START Exercise materials
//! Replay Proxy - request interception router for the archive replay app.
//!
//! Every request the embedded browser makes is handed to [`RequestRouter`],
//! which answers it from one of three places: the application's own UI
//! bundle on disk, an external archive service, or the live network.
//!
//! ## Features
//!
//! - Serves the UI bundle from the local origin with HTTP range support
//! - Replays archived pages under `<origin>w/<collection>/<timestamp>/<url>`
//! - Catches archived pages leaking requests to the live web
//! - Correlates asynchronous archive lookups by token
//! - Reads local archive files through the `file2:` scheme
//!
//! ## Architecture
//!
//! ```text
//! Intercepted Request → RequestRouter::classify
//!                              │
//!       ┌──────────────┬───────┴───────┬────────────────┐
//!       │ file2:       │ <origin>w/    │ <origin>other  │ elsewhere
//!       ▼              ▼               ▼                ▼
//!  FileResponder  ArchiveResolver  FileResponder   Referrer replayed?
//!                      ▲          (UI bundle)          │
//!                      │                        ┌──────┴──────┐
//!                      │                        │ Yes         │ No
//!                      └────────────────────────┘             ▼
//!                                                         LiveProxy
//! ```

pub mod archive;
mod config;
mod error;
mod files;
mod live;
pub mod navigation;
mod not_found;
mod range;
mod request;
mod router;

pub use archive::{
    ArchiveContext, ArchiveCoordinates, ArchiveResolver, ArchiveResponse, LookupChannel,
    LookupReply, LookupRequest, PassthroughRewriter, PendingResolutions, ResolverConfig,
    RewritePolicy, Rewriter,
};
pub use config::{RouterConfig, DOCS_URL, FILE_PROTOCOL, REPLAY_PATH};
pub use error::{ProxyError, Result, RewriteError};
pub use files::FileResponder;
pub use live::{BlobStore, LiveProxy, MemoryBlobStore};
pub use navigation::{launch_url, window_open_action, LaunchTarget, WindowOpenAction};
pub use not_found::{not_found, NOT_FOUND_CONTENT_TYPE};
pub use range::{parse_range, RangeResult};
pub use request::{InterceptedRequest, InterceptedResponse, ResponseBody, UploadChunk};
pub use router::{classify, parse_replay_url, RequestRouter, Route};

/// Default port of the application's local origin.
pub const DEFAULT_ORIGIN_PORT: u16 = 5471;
END Exercise materials
START Exercise materials
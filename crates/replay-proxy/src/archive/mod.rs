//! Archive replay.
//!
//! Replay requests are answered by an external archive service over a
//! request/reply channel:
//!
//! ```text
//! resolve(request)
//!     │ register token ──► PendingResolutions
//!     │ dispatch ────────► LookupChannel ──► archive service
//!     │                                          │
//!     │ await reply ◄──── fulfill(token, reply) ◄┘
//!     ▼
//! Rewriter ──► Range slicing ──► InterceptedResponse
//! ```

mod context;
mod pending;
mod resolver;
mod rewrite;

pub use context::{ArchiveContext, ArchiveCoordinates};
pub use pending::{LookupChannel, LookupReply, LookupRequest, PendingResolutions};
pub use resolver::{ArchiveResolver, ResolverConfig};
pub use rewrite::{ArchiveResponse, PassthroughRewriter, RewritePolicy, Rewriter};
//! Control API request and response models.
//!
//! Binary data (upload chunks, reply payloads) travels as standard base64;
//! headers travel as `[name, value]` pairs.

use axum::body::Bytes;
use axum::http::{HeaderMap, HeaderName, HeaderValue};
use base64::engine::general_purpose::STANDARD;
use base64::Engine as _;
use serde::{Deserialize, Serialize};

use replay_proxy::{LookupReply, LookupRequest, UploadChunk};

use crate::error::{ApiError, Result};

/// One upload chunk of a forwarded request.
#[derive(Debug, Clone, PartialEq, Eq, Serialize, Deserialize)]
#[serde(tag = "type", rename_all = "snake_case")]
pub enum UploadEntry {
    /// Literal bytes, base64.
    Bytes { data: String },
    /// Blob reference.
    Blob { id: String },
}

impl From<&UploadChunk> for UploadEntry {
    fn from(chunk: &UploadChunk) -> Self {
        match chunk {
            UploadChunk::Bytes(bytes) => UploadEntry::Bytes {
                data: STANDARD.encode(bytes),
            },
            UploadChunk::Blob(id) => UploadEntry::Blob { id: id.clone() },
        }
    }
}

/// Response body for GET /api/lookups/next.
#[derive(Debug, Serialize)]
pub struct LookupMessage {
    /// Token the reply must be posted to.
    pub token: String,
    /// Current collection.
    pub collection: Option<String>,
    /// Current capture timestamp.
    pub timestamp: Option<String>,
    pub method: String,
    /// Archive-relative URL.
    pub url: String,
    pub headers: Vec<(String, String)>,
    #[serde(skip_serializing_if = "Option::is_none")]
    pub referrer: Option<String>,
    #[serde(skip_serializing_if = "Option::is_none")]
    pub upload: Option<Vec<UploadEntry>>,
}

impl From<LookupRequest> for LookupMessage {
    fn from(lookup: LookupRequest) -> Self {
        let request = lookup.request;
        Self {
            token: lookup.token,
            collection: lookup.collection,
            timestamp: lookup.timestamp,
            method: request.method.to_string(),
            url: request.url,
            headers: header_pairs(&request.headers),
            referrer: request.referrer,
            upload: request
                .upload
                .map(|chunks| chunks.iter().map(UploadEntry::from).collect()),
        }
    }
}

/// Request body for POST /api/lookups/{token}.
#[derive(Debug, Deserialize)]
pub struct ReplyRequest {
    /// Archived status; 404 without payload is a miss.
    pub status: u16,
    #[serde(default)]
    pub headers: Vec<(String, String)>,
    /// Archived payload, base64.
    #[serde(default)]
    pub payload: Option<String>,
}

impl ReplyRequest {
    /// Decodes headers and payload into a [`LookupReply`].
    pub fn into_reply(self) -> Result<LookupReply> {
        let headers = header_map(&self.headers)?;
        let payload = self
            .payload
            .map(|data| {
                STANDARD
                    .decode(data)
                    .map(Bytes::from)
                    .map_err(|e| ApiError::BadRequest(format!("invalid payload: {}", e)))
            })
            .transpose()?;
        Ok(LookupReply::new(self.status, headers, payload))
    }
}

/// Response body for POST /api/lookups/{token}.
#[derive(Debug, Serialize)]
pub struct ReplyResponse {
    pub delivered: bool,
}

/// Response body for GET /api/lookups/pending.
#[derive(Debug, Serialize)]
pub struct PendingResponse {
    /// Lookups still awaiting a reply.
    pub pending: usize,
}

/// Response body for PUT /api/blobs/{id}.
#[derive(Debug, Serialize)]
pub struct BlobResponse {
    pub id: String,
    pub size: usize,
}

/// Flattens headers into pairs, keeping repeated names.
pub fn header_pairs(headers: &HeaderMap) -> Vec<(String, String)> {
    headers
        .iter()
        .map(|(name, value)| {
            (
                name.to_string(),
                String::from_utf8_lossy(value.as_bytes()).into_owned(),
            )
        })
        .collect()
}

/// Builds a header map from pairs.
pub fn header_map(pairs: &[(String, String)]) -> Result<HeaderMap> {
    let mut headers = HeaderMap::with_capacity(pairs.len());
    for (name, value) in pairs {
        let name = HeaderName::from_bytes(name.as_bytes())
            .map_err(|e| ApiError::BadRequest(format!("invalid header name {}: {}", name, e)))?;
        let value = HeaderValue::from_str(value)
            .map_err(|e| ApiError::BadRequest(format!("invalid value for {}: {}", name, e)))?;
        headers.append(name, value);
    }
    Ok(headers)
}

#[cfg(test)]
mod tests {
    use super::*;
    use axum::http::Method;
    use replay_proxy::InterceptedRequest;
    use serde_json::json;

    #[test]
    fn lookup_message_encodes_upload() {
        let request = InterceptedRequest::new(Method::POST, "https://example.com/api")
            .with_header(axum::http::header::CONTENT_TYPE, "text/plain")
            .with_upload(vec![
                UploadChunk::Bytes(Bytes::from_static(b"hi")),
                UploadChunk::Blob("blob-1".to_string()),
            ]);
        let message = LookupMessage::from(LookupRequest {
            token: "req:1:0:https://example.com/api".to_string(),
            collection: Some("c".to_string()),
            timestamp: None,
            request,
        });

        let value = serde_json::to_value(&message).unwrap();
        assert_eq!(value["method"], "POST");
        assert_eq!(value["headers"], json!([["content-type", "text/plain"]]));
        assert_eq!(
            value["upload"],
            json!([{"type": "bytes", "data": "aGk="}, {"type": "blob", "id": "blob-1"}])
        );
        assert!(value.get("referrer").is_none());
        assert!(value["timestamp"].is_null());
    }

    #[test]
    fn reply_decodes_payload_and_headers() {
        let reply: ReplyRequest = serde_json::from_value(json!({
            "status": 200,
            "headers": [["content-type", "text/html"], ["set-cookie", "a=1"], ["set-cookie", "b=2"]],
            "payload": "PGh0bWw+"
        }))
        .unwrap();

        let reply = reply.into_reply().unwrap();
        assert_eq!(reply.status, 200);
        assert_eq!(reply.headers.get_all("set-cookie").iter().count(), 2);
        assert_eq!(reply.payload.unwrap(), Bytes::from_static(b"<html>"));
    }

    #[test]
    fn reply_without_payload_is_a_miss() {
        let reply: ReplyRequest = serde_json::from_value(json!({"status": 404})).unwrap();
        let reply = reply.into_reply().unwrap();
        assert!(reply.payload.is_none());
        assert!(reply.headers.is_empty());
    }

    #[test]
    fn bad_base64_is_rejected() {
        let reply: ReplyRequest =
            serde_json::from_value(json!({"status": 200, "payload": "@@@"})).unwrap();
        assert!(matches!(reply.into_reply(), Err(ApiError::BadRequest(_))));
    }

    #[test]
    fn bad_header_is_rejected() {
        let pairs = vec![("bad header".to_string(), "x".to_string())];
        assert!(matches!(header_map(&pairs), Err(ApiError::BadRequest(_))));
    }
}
END Exercise materials
START Exercise materials
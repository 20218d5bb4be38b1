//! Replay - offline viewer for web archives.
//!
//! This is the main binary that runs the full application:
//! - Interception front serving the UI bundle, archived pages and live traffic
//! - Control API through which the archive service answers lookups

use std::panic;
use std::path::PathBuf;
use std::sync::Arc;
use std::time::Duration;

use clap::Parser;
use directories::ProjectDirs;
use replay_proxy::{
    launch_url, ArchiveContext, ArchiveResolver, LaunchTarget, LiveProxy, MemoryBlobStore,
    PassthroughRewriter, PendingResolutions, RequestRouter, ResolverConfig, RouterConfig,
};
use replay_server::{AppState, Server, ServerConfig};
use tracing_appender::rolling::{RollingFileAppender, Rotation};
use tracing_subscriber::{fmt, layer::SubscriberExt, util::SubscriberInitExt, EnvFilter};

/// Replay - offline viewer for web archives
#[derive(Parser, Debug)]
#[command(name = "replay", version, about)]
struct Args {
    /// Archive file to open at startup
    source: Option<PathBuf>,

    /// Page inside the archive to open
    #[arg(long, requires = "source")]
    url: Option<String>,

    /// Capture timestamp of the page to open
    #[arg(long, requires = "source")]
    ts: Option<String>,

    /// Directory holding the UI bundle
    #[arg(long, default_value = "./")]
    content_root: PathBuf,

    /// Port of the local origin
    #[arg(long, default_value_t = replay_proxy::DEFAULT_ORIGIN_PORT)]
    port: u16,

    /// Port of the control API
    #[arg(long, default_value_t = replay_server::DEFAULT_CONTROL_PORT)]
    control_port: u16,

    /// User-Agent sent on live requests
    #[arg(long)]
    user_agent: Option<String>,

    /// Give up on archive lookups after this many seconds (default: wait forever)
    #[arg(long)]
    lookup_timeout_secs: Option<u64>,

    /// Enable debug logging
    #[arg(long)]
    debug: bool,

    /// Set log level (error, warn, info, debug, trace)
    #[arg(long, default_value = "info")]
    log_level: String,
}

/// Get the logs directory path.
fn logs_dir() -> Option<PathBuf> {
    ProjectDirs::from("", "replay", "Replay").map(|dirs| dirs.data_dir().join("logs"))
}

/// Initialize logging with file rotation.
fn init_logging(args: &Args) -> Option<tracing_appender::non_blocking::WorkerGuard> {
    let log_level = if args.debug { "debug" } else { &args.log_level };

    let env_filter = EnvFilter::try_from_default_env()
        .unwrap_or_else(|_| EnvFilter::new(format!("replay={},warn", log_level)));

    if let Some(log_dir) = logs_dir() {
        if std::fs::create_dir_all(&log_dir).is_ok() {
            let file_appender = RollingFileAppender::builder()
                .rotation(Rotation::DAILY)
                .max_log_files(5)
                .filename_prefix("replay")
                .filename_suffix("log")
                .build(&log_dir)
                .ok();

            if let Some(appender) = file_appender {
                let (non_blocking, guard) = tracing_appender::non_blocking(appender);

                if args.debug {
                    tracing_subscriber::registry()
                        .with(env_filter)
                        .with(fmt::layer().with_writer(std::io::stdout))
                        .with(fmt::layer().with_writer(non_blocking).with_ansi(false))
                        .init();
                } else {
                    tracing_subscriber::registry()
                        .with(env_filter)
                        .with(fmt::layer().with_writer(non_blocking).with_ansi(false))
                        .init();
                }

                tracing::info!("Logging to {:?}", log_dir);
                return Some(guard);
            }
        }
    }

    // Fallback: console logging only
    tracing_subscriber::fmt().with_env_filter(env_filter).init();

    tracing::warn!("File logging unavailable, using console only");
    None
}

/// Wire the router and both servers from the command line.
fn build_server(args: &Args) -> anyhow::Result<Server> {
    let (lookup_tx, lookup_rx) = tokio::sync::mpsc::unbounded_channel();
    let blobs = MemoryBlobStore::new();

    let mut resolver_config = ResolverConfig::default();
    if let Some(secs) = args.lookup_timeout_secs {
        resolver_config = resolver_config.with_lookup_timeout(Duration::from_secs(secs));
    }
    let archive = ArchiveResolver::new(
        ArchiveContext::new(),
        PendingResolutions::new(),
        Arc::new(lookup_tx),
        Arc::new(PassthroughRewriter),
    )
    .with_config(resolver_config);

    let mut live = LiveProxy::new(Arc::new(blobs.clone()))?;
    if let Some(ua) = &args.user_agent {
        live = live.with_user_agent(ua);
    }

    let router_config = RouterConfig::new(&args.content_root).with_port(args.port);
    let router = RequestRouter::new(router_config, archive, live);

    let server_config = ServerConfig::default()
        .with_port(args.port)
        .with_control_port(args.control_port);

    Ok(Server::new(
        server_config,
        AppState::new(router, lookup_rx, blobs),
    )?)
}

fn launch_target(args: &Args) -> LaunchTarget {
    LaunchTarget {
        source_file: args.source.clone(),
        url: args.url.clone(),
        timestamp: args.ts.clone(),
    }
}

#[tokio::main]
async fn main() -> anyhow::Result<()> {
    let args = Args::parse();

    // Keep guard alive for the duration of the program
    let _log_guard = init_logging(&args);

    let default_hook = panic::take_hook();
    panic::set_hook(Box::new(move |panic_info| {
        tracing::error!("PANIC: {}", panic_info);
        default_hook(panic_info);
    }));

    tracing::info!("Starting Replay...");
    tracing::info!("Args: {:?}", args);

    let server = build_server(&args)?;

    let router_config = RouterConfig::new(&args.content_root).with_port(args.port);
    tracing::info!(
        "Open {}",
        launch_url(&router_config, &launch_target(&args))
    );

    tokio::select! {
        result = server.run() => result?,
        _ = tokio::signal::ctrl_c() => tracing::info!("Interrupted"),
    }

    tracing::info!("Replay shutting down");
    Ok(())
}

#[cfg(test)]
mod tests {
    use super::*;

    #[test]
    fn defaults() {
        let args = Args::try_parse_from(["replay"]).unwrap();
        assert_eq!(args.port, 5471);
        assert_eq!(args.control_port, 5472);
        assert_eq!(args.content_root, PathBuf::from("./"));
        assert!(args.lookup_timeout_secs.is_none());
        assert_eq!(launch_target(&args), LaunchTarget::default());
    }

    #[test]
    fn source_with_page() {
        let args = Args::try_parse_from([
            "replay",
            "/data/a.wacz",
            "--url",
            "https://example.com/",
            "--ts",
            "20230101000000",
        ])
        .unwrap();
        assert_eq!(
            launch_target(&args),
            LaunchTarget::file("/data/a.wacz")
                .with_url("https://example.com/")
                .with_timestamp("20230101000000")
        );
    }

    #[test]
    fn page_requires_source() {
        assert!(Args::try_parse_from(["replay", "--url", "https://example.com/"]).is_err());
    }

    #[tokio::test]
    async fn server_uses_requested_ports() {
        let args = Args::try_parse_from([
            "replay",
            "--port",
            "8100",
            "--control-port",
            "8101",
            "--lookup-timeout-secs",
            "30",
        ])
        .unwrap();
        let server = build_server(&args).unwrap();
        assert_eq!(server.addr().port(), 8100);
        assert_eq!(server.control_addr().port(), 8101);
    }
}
END Exercise materials
■ **Exercise brief**
Set apart and copy each line of the records that holds the word "warn".

■ **Result below**
    /// Set log level (error, warn, info, debug, trace)
        .unwrap_or_else(|_| EnvFilter::new(format!("replay={},warn", log_level)));
    tracing::warn!("File logging unavailable, using console only");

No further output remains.